**Work to complete**
Starting at the top of the data and ending with the line that holds "pub mod installer;", transcribe each line exactly; include both ends.

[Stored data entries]
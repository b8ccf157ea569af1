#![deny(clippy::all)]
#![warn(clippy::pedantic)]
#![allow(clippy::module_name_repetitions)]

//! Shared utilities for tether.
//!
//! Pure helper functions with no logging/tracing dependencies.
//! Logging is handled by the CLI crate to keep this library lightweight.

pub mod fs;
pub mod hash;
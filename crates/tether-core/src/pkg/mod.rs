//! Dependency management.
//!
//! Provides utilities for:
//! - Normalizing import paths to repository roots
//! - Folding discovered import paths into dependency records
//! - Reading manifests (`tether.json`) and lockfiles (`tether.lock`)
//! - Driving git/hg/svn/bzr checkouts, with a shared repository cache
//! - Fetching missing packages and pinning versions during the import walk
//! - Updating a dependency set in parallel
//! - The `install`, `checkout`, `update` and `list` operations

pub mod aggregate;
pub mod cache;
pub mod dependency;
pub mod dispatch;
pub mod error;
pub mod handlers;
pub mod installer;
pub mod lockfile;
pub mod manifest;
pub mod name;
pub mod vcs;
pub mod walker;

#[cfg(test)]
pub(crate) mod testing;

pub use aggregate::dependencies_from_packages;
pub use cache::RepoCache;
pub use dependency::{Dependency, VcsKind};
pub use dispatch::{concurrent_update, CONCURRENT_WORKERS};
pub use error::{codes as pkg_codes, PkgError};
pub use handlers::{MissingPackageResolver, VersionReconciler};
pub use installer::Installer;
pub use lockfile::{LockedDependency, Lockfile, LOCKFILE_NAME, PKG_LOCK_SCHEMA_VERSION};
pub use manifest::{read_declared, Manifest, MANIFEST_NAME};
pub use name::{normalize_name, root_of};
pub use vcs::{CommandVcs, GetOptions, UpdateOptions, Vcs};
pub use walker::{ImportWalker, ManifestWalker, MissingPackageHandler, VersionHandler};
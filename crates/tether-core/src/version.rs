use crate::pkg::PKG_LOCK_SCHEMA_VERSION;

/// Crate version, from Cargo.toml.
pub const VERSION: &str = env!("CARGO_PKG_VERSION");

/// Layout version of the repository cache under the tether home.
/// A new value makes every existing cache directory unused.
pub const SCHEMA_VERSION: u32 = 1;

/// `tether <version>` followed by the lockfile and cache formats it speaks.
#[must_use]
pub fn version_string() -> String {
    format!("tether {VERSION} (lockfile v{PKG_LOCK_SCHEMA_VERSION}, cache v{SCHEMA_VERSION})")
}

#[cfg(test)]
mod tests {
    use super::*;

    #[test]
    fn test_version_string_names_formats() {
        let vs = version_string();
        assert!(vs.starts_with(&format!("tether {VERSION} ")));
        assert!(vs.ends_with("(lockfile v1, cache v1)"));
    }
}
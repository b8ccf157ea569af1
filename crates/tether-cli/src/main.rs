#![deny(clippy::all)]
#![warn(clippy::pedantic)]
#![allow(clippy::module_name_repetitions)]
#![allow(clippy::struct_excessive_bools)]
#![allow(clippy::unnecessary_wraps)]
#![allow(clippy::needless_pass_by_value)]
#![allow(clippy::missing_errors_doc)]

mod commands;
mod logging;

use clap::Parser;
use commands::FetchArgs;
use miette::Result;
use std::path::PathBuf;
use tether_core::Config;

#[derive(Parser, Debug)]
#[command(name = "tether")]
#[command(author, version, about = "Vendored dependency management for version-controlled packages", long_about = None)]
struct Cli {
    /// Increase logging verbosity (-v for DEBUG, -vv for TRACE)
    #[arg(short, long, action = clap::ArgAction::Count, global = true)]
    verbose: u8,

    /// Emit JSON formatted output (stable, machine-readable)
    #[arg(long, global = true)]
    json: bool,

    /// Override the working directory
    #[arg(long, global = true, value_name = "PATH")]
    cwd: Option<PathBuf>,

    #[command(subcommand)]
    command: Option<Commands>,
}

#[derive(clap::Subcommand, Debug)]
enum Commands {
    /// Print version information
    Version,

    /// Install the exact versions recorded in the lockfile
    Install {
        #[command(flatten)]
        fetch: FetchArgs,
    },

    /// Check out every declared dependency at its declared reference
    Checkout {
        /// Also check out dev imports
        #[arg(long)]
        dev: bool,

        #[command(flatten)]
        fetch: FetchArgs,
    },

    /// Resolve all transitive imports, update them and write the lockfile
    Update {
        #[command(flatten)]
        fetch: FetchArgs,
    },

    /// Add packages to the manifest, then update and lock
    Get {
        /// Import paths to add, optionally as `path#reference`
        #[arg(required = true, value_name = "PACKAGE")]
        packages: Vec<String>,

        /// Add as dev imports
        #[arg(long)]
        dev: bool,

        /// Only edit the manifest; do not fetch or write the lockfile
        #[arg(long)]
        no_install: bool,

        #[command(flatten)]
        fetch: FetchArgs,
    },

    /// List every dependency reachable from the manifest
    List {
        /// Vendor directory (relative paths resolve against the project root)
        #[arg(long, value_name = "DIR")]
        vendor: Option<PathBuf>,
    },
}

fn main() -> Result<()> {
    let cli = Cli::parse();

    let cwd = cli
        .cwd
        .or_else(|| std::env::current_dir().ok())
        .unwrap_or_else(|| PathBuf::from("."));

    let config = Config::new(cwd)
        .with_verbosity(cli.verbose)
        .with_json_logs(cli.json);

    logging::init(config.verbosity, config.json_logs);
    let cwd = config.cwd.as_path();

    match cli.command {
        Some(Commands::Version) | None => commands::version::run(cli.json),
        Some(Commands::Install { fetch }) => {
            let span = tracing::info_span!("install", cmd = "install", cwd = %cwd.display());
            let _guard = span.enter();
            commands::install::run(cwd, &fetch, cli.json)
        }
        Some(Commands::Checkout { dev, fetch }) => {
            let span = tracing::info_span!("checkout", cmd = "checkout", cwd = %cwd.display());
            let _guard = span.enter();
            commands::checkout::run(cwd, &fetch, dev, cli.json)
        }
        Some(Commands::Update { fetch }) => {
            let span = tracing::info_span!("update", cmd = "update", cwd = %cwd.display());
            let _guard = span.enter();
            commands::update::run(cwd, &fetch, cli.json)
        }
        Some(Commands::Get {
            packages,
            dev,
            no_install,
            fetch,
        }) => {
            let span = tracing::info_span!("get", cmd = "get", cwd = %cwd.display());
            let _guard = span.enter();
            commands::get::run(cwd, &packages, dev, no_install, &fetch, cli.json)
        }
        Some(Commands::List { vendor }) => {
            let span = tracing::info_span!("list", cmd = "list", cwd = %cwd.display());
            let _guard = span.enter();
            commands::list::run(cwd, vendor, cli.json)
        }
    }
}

**Written response**
repository b8ccf157ea569af1
#![deny(clippy::all)]
#![warn(clippy::pedantic)]
#![allow(clippy::module_name_repetitions)]

//! Shared utilities for tether.
//!
//! Pure helper functions with no logging/tracing dependencies.
//! Logging is handled by the CLI crate to keep this library lightweight.

pub mod fs;
pub mod hash;
filename crates/tether-core/src/pkg/mod.rs
//! Dependency management.
//!
//! Provides utilities for:
//! - Normalizing import paths to repository roots
//! - Folding discovered import paths into dependency records
//! - Reading manifests (`tether.json`) and lockfiles (`tether.lock`)
//! - Driving git/hg/svn/bzr checkouts, with a shared repository cache
//! - Fetching missing packages and pinning versions during the import walk
//! - Updating a dependency set in parallel
//! - The `install`, `checkout`, `update` and `list` operations

pub mod aggregate;
pub mod cache;
pub mod dependency;
pub mod dispatch;
pub mod error;
pub mod handlers;
pub mod installer;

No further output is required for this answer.